Is the robot fleet actually funded? In Uber's case the 2020 answer was: funded, then divested. UATC, LLC's May 19, 2020 grant US10656657B2 claims object-motion prediction and autonomous control — a core, hard, expensive piece of the self-driving stack.

Read the burn behind the patent. Motion prediction sits at the center of an AV's planning loop, and the CPC tags confirm the depth: G05D 1/0246, G06K 9/00335 actor classification, G06K 9/6256 and G06K 9/6288 machine-learning detection, across a spread of G05D control classes. This is not a feature; it is a research program with payroll attached.

The cash-flow read is what makes this grant a Burn & Runway artifact. Uber's Advanced Technologies Group was consuming hundreds of millions per year, and patents like this are the capitalized residue of that spend. Months after this grant issued, Uber offloaded ATG to Aurora — converting an ongoing cash drain into an equity stake.

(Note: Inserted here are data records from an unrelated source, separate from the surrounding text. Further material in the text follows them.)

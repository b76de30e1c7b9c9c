use super::flash_writer::FlashWriter;
use crate::config::{PACKET_SIZE, PAGE_SIZE};
use crate::hal::PageProgram;

/// Collects payload bytes until a whole page (or the end of the transfer)
/// is ready to be programmed.
pub struct PageAssembler {
    buffer: [u8; PAGE_SIZE],
    offset: usize,
    address: u16,
}

impl PageAssembler {
    pub const fn new() -> Self {
        Self {
            buffer: [0; PAGE_SIZE],
            offset: 0,
            address: 0,
        }
    }

    /// Start a new image at byte address `base`
    pub fn arm(&mut self, base: u16) {
        self.buffer = [0; PAGE_SIZE];
        self.offset = 0;
        self.address = base;
    }

    /// Append `bytes` at the current offset; returns how many fit
    pub fn feed(&mut self, bytes: &[u8]) -> usize {
        let count = bytes.len().min(PAGE_SIZE - self.offset);
        self.buffer[self.offset..self.offset + count].copy_from_slice(&bytes[..count]);
        self.offset += count;
        count
    }

    /// The page is full, or the transfer ended with bytes still pending
    pub fn should_flush(&self, complete: bool) -> bool {
        self.offset == PAGE_SIZE || (complete && self.offset > 0)
    }

    /// Program the pending page and move on to the next one.
    /// Returns the address that was written.
    pub fn flush<P: PageProgram>(&mut self, writer: &mut FlashWriter<P>) -> u16 {
        let address = self.address;
        writer.write_page(address, &self.buffer);

        self.offset = 0;
        self.buffer = [0; PAGE_SIZE];
        self.address = self.address.wrapping_add(PAGE_SIZE as u16);
        address
    }

    /// The first packet-sized chunk of the page being assembled
    pub fn first_chunk_mut(&mut self) -> &mut [u8] {
        &mut self.buffer[..PACKET_SIZE]
    }

    /// Address the pending page will be written to
    pub fn address(&self) -> u16 {
        self.address
    }

    pub fn offset(&self) -> usize {
        self.offset
    }

    pub fn pending(&self) -> &[u8] {
        &self.buffer[..self.offset]
    }
}

impl Default for PageAssembler {
    fn default() -> Self {
        Self::new()
    }
}

#[cfg(test)]
mod tests {
    use super::*;
    use crate::testing::MemoryFlash;

    #[test]
    fn fills_until_page_boundary() {
        let mut assembler = PageAssembler::new();
        assembler.arm(0);

        for _ in 0..PAGE_SIZE / PACKET_SIZE - 1 {
            assert_eq!(assembler.feed(&[1; PACKET_SIZE]), PACKET_SIZE);
            assert!(!assembler.should_flush(false));
        }
        assembler.feed(&[2; PACKET_SIZE]);
        assert!(assembler.should_flush(false));

        // Nothing fits into a full page
        assert_eq!(assembler.feed(&[3; PACKET_SIZE]), 0);
    }

    #[test]
    fn flush_advances_and_clears() {
        let mut writer = FlashWriter::new(MemoryFlash::new());
        let mut assembler = PageAssembler::new();
        assembler.arm(0x0040);
        assembler.feed(&[0xEE; PAGE_SIZE]);

        assert_eq!(assembler.flush(&mut writer), 0x0040);
        assert_eq!(assembler.address(), 0x0080);
        assert_eq!(assembler.offset(), 0);
        assert!(assembler.pending().is_empty());
        assert_eq!(writer.programmer().page(0x0040), &[0xEE; PAGE_SIZE][..]);
    }

    #[test]
    fn partial_page_only_flushes_at_end_of_transfer() {
        let mut writer = FlashWriter::new(MemoryFlash::new());
        let mut assembler = PageAssembler::new();
        assembler.arm(0);
        assembler.feed(&[9, 9, 9]);

        assert!(!assembler.should_flush(false));
        assert!(assembler.should_flush(true));
        assembler.flush(&mut writer);

        // The unfilled tail keeps the buffer's zero fill
        let page = writer.programmer().page(0);
        assert_eq!(&page[..4], &[9, 9, 9, 0]);
        assert!(page[3..].iter().all(|&b| b == 0));
    }

    #[test]
    fn empty_buffer_never_flushes() {
        let mut assembler = PageAssembler::new();
        assembler.arm(0);
        assert!(!assembler.should_flush(true));
    }

    #[test]
    fn first_chunk_is_packet_sized() {
        let mut assembler = PageAssembler::new();
        assembler.arm(0);
        assembler.feed(&[1, 2, 3, 4]);
        let chunk = assembler.first_chunk_mut();
        assert_eq!(chunk.len(), PACKET_SIZE);
        chunk[0] = 0xFF;
        assert_eq!(assembler.pending()[0], 0xFF);
    }
}
//! nRF24L01(+) 2.4 GHz transceiver, receive side only

use crate::config::PACKET_SIZE;
use crate::protocol::PacketLink;
use embedded_hal::blocking::spi::{Transfer, Write};
use embedded_hal::digital::v2::OutputPin;

// Commands
const R_REGISTER: u8 = 0x00;
const W_REGISTER: u8 = 0x20;
const REGISTER_MASK: u8 = 0x1F;
const R_RX_PAYLOAD: u8 = 0x61;
const FLUSH_RX: u8 = 0xE2;
const NOP: u8 = 0xFF;

// Registers
const CONFIG: u8 = 0x00;
const EN_AA: u8 = 0x01;
const EN_RXADDR: u8 = 0x02;
const SETUP_RETR: u8 = 0x04;
const RF_CH: u8 = 0x05;
const RF_SETUP: u8 = 0x06;
const STATUS: u8 = 0x07;
const RX_ADDR_P1: u8 = 0x0B;
const RX_PW_P0: u8 = 0x11;
const RX_PW_P1: u8 = 0x12;
const RX_PW_P2: u8 = 0x13;
const RX_PW_P3: u8 = 0x14;
const RX_PW_P4: u8 = 0x15;
const RX_PW_P5: u8 = 0x16;
const FIFO_STATUS: u8 = 0x17;
const DYNPD: u8 = 0x1C;

// CONFIG: EN_CRC, 1-byte CRC
const CONFIG_BASE: u8 = 1 << 3;
const PWR_UP: u8 = 1 << 1;
const PRIM_RX: u8 = 1 << 0;

// STATUS
const RX_DR: u8 = 1 << 6;
const TX_DS: u8 = 1 << 5;
const MAX_RT: u8 = 1 << 4;

// FIFO_STATUS
const RX_EMPTY: u8 = 1 << 0;

// Pipes 0 and 1
const PIPES_0_1: u8 = 0b11;
// 1 Mbps, 0 dBm
const RF_SETUP_1MBPS_0DBM: u8 = 0x03 << 1;
// 1250 us retransmit delay, 15 retries
const SETUP_RETR_DEFAULT: u8 = (0x04 << 4) | 0x0F;

pub const ADDRESS_WIDTH: usize = 5;

#[derive(Debug)]
pub enum Nrf24Error<SpiE, PinE> {
    Spi(SpiE),
    Pin(PinE),
}

pub struct Nrf24<SPI, CE, CSN> {
    spi: SPI,
    ce: CE,
    csn: CSN,
}

impl<SPI, CE, CSN, SpiE, PinE> Nrf24<SPI, CE, CSN>
where
    SPI: Transfer<u8, Error = SpiE> + Write<u8, Error = SpiE>,
    CE: OutputPin<Error = PinE>,
    CSN: OutputPin<Error = PinE>,
{
    /// Take the bus with the radio idle (CE low, CSN high)
    pub fn new(spi: SPI, mut ce: CE, mut csn: CSN) -> Result<Self, Nrf24Error<SpiE, PinE>> {
        ce.set_low().map_err(Nrf24Error::Pin)?;
        csn.set_high().map_err(Nrf24Error::Pin)?;
        Ok(Self { spi, ce, csn })
    }

    /// Channel and static payload width on pipe 1, then power up as PRX
    pub fn configure(&mut self, channel: u8, payload: u8) -> Result<(), Nrf24Error<SpiE, PinE>> {
        self.write_register(RF_CH, channel)?;

        self.write_register(RX_PW_P0, 0)?;
        self.write_register(RX_PW_P1, payload)?;
        for pipe in [RX_PW_P2, RX_PW_P3, RX_PW_P4, RX_PW_P5] {
            self.write_register(pipe, 0)?;
        }

        self.write_register(RF_SETUP, RF_SETUP_1MBPS_0DBM)?;
        self.write_register(CONFIG, CONFIG_BASE)?;
        self.write_register(EN_AA, PIPES_0_1)?;
        self.write_register(EN_RXADDR, PIPES_0_1)?;
        self.write_register(SETUP_RETR, SETUP_RETR_DEFAULT)?;
        self.write_register(DYNPD, 0)?;

        self.power_up_rx()
    }

    /// Listen on `address` (pipe 1)
    pub fn set_rx_address(&mut self, address: &[u8; ADDRESS_WIDTH]) -> Result<(), Nrf24Error<SpiE, PinE>> {
        self.ce.set_low().map_err(Nrf24Error::Pin)?;
        let mut frame = [0u8; ADDRESS_WIDTH + 1];
        frame[0] = W_REGISTER | (REGISTER_MASK & RX_ADDR_P1);
        frame[1..].copy_from_slice(address);
        self.command(&frame)?;
        self.ce.set_high().map_err(Nrf24Error::Pin)
    }

    pub fn power_up_rx(&mut self) -> Result<(), Nrf24Error<SpiE, PinE>> {
        self.command(&[FLUSH_RX])?;
        self.write_register(STATUS, RX_DR | TX_DS | MAX_RT)?;
        self.ce.set_low().map_err(Nrf24Error::Pin)?;
        self.write_register(CONFIG, CONFIG_BASE | PWR_UP | PRIM_RX)?;
        self.ce.set_high().map_err(Nrf24Error::Pin)
    }

    pub fn power_down(&mut self) -> Result<(), Nrf24Error<SpiE, PinE>> {
        self.ce.set_low().map_err(Nrf24Error::Pin)?;
        self.write_register(CONFIG, CONFIG_BASE)
    }

    pub fn status(&mut self) -> Result<u8, Nrf24Error<SpiE, PinE>> {
        let mut frame = [NOP];
        self.exchange(&mut frame)?;
        Ok(frame[0])
    }

    /// RX_DR is set or the RX FIFO still holds payloads
    pub fn data_ready(&mut self) -> Result<bool, Nrf24Error<SpiE, PinE>> {
        if self.status()? & RX_DR != 0 {
            return Ok(true);
        }
        Ok(self.read_register(FIFO_STATUS)? & RX_EMPTY == 0)
    }

    pub fn read_payload(&mut self, buffer: &mut [u8]) -> Result<(), Nrf24Error<SpiE, PinE>> {
        self.csn.set_low().map_err(Nrf24Error::Pin)?;
        let result = self.spi.transfer(&mut [R_RX_PAYLOAD]).and_then(|_| {
            buffer.fill(NOP);
            self.spi.transfer(buffer).map(|_| ())
        });
        self.csn.set_high().map_err(Nrf24Error::Pin)?;
        result.map_err(Nrf24Error::Spi)?;

        self.write_register(STATUS, RX_DR)
    }

    pub fn read_register(&mut self, register: u8) -> Result<u8, Nrf24Error<SpiE, PinE>> {
        let mut frame = [R_REGISTER | (REGISTER_MASK & register), NOP];
        self.exchange(&mut frame)?;
        Ok(frame[1])
    }

    pub fn write_register(&mut self, register: u8, value: u8) -> Result<(), Nrf24Error<SpiE, PinE>> {
        self.command(&[W_REGISTER | (REGISTER_MASK & register), value])
    }

    fn command(&mut self, frame: &[u8]) -> Result<(), Nrf24Error<SpiE, PinE>> {
        self.csn.set_low().map_err(Nrf24Error::Pin)?;
        let result = self.spi.write(frame);
        self.csn.set_high().map_err(Nrf24Error::Pin)?;
        result.map_err(Nrf24Error::Spi)
    }

    fn exchange(&mut self, frame: &mut [u8]) -> Result<(), Nrf24Error<SpiE, PinE>> {
        self.csn.set_low().map_err(Nrf24Error::Pin)?;
        let result = self.spi.transfer(frame).map(|_| ());
        self.csn.set_high().map_err(Nrf24Error::Pin)?;
        result.map_err(Nrf24Error::Spi)
    }
}

impl<SPI, CE, CSN, SpiE, PinE> PacketLink for Nrf24<SPI, CE, CSN>
where
    SPI: Transfer<u8, Error = SpiE> + Write<u8, Error = SpiE>,
    CE: OutputPin<Error = PinE>,
    CSN: OutputPin<Error = PinE>,
    SpiE: core::fmt::Debug,
    PinE: core::fmt::Debug,
{
    type Error = Nrf24Error<SpiE, PinE>;

    fn data_ready(&mut self) -> Result<bool, Self::Error> {
        Nrf24::data_ready(self)
    }

    fn read_packet(&mut self, packet: &mut [u8; PACKET_SIZE]) -> Result<(), Self::Error> {
        self.read_payload(packet)
    }
}
//! Scoped interrupt suppression

use critical_section::RestoreState;

#[cfg(test)]
std::thread_local! {
    static DEPTH: core::cell::Cell<usize> = core::cell::Cell::new(0);
}

/// Zones currently open on this thread
#[cfg(test)]
pub fn depth() -> usize {
    DEPTH.with(|depth| depth.get())
}

/// Interrupts stay disabled for as long as this guard lives.
///
/// Dropping the guard restores whatever interrupt state was active when
/// it was entered, so nesting is fine.
pub struct InterruptFreeZone {
    restore: RestoreState,
}

impl InterruptFreeZone {
    #[inline]
    pub fn enter() -> Self {
        // Safety: the matching release happens in Drop, in LIFO order with
        // any other zone, because guards cannot outlive their scope.
        let restore = unsafe { critical_section::acquire() };
        #[cfg(test)]
        DEPTH.with(|depth| depth.set(depth.get() + 1));
        Self { restore }
    }
}

impl Drop for InterruptFreeZone {
    #[inline]
    fn drop(&mut self) {
        #[cfg(test)]
        DEPTH.with(|depth| depth.set(depth.get() - 1));
        unsafe { critical_section::release(self.restore) }
    }
}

For a public-equities reader the lesson is that a divestiture does not erase the spend; it relocates it. The IP Uber generated, including this prediction patent, traveled with the unit. The burn was real; the exit was an admission that Uber could not fund the runway alone.

The honest limit: a single patent cannot quantify a unit's burn. It documents capability, not cost. But capability of this depth does not appear without a balance sheet behind it, and that is the inference the filing supports.

The takeaway for the money desk: when an autonomy unit is generating dense, central IP like motion prediction, ask who is funding the runway — and whether the answer is still the company whose name is on the patent.